- _Saved entries_:
____________________

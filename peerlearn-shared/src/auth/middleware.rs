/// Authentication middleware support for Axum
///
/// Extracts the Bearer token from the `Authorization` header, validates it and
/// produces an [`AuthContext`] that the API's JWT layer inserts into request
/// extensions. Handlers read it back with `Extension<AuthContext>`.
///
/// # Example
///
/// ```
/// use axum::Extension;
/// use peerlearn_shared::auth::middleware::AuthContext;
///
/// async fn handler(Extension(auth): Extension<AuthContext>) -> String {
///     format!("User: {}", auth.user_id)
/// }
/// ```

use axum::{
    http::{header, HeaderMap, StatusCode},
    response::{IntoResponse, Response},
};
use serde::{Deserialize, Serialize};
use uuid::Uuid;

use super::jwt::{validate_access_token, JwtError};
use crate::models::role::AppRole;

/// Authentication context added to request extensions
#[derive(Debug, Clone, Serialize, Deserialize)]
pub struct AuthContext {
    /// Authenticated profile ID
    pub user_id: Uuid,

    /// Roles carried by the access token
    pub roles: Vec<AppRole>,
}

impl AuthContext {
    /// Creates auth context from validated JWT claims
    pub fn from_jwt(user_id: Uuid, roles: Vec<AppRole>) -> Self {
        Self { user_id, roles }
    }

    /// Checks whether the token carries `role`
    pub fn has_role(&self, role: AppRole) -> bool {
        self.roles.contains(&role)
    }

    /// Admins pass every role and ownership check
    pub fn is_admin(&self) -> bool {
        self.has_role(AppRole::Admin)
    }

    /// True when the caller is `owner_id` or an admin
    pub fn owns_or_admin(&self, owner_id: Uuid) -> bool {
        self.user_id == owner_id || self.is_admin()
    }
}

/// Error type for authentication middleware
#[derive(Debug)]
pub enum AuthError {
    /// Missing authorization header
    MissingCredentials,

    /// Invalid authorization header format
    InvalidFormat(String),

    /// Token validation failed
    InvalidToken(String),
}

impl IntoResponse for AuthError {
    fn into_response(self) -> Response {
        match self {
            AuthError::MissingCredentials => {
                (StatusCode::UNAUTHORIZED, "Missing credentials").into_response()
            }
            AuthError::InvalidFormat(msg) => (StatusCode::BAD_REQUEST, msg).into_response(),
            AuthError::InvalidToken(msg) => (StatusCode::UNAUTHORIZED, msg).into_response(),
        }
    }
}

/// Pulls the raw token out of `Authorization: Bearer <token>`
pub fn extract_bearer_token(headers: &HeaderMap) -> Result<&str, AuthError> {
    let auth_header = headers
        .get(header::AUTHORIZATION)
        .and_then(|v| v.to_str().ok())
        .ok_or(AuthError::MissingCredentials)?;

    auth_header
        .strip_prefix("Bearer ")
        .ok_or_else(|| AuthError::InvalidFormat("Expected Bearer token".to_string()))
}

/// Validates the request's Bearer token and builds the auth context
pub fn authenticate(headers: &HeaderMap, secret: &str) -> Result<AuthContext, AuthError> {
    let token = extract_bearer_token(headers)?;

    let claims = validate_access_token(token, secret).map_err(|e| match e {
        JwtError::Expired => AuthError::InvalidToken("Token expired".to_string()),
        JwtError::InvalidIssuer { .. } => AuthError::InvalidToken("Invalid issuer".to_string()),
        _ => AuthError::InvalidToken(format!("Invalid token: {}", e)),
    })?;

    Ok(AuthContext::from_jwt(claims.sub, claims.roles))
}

____________________

- _How to complete this task_: Set down only the lines running from the line with "let token = extract_bearer_token(headers)?;" to the end of the entries above, both included, exactly as they stand.

- _Problem solution_:
    let token = extract_bearer_token(headers)?;

    let claims = validate_access_token(token, secret).map_err(|e| match e {
        JwtError::Expired => AuthError::InvalidToken("Token expired".to_string()),
        JwtError::InvalidIssuer { .. } => AuthError::InvalidToken("Invalid issuer".to_string()),
        _ => AuthError::InvalidToken(format!("Invalid token: {}", e)),
    })?;

    Ok(AuthContext::from_jwt(claims.sub, claims.roles))
}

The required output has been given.